WHAT YOU NEED TO DO = Copy out each line of the data that holds the string "given".

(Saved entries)

^^^^

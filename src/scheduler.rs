// Copyright (C) 2026 Michael Wilson <mike@mdwn.dev>
//
// This program is free software: you can redistribute it and/or modify it under
// the terms of the GNU General Public License as published by the Free Software
// Foundation, version 3.
//
// This program is distributed in the hope that it will be useful, but WITHOUT
// ANY WARRANTY; without even the implied warranty of MERCHANTABILITY or FITNESS
// FOR A PARTICULAR PURPOSE. See the GNU General Public License for more details.
//
// You should have received a copy of the GNU General Public License along with
// this program. If not, see <https://www.gnu.org/licenses/>.
//

//! One-shot delayed callbacks.
//!
//! The pulse engine never sleeps itself. It hands a callback and a delay to a
//! [`Scheduler`] and keeps the returned [`TimerHandle`] so it can cancel the callback
//! later. Cancelling is a request: a callback that has already been dispatched will
//! still run, so callbacks must re-check their own state when they execute.

use std::fmt;
use std::sync::atomic::{AtomicU64, Ordering};
use std::time::Duration;

use crate::playsync::CancelHandle;

pub mod mock;
pub mod tokio;

pub use self::mock::ManualScheduler;
pub use self::tokio::TokioScheduler;

/// Global timer ID counter.
static NEXT_TIMER_ID: AtomicU64 = AtomicU64::new(1);

/// Work to run once a timer elapses.
pub type Callback = Box<dyn FnOnce() + Send + 'static>;

/// A source of delayed one-shot callbacks.
pub trait Scheduler: Send + Sync {
    /// Runs the callback once after the given delay, unless the returned handle is
    /// cancelled first. Must not block and must not run the callback inline.
    fn schedule(&self, delay: Duration, callback: Callback) -> TimerHandle;

    /// Cancels a pending callback. Cancelling twice, or cancelling a timer that has
    /// already fired, does nothing.
    fn cancel(&self, handle: &TimerHandle) {
        handle.cancel();
    }
}

/// Identifies a scheduled callback so that it can be cancelled.
#[derive(Clone)]
pub struct TimerHandle {
    id: u64,
    cancel_handle: CancelHandle,
}

impl TimerHandle {
    /// Creates a new, uncancelled timer handle.
    pub fn new() -> TimerHandle {
        TimerHandle {
            id: NEXT_TIMER_ID.fetch_add(1, Ordering::Relaxed),
            cancel_handle: CancelHandle::new(),
        }
    }

    /// The unique ID of this timer.
    pub fn id(&self) -> u64 {
        self.id
    }

    /// Returns true if the timer has been cancelled.
    pub fn is_cancelled(&self) -> bool {
        self.cancel_handle.is_cancelled()
    }

    /// The cancel handle backing this timer.
    pub fn cancel_handle(&self) -> &CancelHandle {
        &self.cancel_handle
    }

    fn cancel(&self) {
        self.cancel_handle.cancel();
    }
}

impl Default for TimerHandle {
    fn default() -> Self {
        TimerHandle::new()
    }
}

impl fmt::Debug for TimerHandle {
    fn fmt(&self, f: &mut fmt::Formatter<'_>) -> fmt::Result {
        f.debug_struct("TimerHandle")
            .field("id", &self.id)
            .field("cancelled", &self.is_cancelled())
            .finish()
    }
}
// Copyright (C) 2026 Michael Wilson <mike@mdwn.dev>
//
// This program is free software: you can redistribute it and/or modify it under
// the terms of the GNU General Public License as published by the Free Software
// Foundation, version 3.
//
// This program is distributed in the hope that it will be useful, but WITHOUT
// ANY WARRANTY; without even the implied warranty of MERCHANTABILITY or FITNESS
// FOR A PARTICULAR PURPOSE. See the GNU General Public License for more details.
//
// You should have received a copy of the GNU General Public License along with
// this program. If not, see <https://www.gnu.org/licenses/>.
//
use std::collections::HashMap;
use std::fmt;
use std::sync::atomic::{AtomicBool, Ordering};
use std::sync::{Arc, OnceLock};

use parking_lot::RwLock;
use tokio::runtime::Handle;
use tokio::task::JoinHandle;
use tracing::{debug, info, span, warn, Level};

use super::catalog::{Catalog, SoundEntry};
use super::error::SampleError;
use super::loader::{DecodedSample, SampleLoader};
use crate::audio::Device;
use crate::pulse::Trigger;

/// A catalog entry and, once decoding finishes, its buffer. The buffer is written at
/// most once and never cleared.
struct SoundSlot {
    entry: SoundEntry,
    buffer: OnceLock<DecodedSample>,
}

impl SoundSlot {
    fn name(&self) -> &str {
        self.entry.name()
    }
}

/// Owns the decoded sounds and the current selection, and plays the selection on
/// demand.
pub struct SampleLibrary {
    catalog: Catalog,
    slots: HashMap<String, Arc<SoundSlot>>,
    /// The currently selected sound. Changing it never waits on decoding.
    current: RwLock<Arc<SoundSlot>>,
    device: Arc<dyn Device>,
    initialized: AtomicBool,
}

impl SampleLibrary {
    /// Creates a library for the catalog that plays through the given device. The
    /// catalog's default sound starts out selected. Nothing is decoded until
    /// [`SampleLibrary::initialize`] is called.
    pub fn new(catalog: Catalog, device: Arc<dyn Device>) -> Result<SampleLibrary, SampleError> {
        let slots: HashMap<String, Arc<SoundSlot>> = catalog
            .entries()
            .iter()
            .map(|entry| {
                (
                    entry.name().to_string(),
                    Arc::new(SoundSlot {
                        entry: entry.clone(),
                        buffer: OnceLock::new(),
                    }),
                )
            })
            .collect();

        let current = slots
            .get(catalog.default_sound())
            .cloned()
            .ok_or_else(|| SampleError::UnknownSound(catalog.default_sound().to_string()))?;

        Ok(SampleLibrary {
            catalog,
            slots,
            current: RwLock::new(current),
            device,
            initialized: AtomicBool::new(false),
        })
    }

    /// Starts fetching and decoding every catalog entry, each as its own blocking task
    /// on the current tokio runtime. A failed entry is logged and stays unloaded; it
    /// doesn't affect the others. Returns the task handles in catalog order so callers
    /// can wait for loading to finish if they care to.
    pub fn initialize(&self, loader: SampleLoader) -> Result<Vec<JoinHandle<()>>, SampleError> {
        let runtime = Handle::try_current()?;
        if self.initialized.swap(true, Ordering::SeqCst) {
            return Err(SampleError::AlreadyInitialized);
        }

        info!(sounds = self.catalog.len(), "Loading sounds");
        let handles = self
            .catalog
            .entries()
            .iter()
            .filter_map(|entry| self.slots.get(entry.name()).cloned())
            .map(|slot| {
                let loader = loader.clone();
                runtime.spawn_blocking(move || Self::decode_into(&loader, &slot))
            })
            .collect();

        Ok(handles)
    }

    fn decode_into(loader: &SampleLoader, slot: &SoundSlot) {
        let span = span!(Level::INFO, "decode", sound = slot.name());
        let _enter = span.enter();

        match loader.load(&slot.entry) {
            Ok(sample) => {
                if slot.buffer.set(sample).is_err() {
                    debug!("Sound was already decoded, keeping the first buffer");
                }
            }
            Err(e) => warn!(
                err = e.to_string(),
                locator = slot.entry.locator(),
                "Unable to load sound, it will stay silent"
            ),
        }
    }

    /// Selects the sound to play on each beat. An unknown name leaves the selection
    /// alone. The sound doesn't need to be decoded yet.
    pub fn select(&self, name: &str) -> Result<(), SampleError> {
        let slot = self
            .slots
            .get(name)
            .ok_or_else(|| SampleError::UnknownSound(name.to_string()))?;

        *self.current.write() = slot.clone();
        info!(sound = name, loaded = slot.buffer.get().is_some(), "Sound selected");
        Ok(())
    }

    /// The name of the selected sound.
    pub fn current_name(&self) -> String {
        self.current.read().name().to_string()
    }

    /// Plays the selected sound once from the start. Does nothing if the sound hasn't
    /// finished decoding, and playback failures are only logged: a skipped beat is
    /// better than a broken pulse.
    pub fn trigger_once(&self) {
        let slot = self.current.read().clone();
        let Some(sample) = slot.buffer.get() else {
            debug!(sound = slot.name(), "Sound not loaded, skipping beat");
            return;
        };

        if let Err(e) = self.device.play(sample) {
            warn!(err = e.to_string(), sound = slot.name(), "Unable to play sound");
        }
    }

    /// Selects a sound and plays it once so it can be heard before starting.
    pub fn preview(&self, name: &str) -> Result<(), SampleError> {
        self.select(name)?;
        self.trigger_once();
        Ok(())
    }

    /// Sound names in catalog order.
    pub fn names(&self) -> Vec<String> {
        self.catalog.names().map(str::to_string).collect()
    }

    /// Whether the named sound has finished decoding.
    pub fn is_loaded(&self, name: &str) -> bool {
        self.slots
            .get(name)
            .is_some_and(|slot| slot.buffer.get().is_some())
    }

    /// The number of sounds that have finished decoding.
    pub fn loaded_count(&self) -> usize {
        self.slots
            .values()
            .filter(|slot| slot.buffer.get().is_some())
            .count()
    }

    pub fn catalog(&self) -> &Catalog {
        &self.catalog
    }

    pub fn device(&self) -> &Arc<dyn Device> {
        &self.device
    }
}

impl Trigger for SampleLibrary {
    fn trigger_once(&self) {
        SampleLibrary::trigger_once(self)
    }
}

impl fmt::Debug for SampleLibrary {
    fn fmt(&self, f: &mut fmt::Formatter<'_>) -> fmt::Result {
        f.debug_struct("SampleLibrary")
            .field("current", &self.current_name())
            .field("sounds", &self.catalog.len())
            .field("loaded", &self.loaded_count())
            .field("device", &self.device.to_string())
            .finish()
    }
}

^^^^

RESULT BELOW =
    /// Runs the callback once after the given delay, unless the returned handle is
    /// Creates a library for the catalog that plays through the given device. The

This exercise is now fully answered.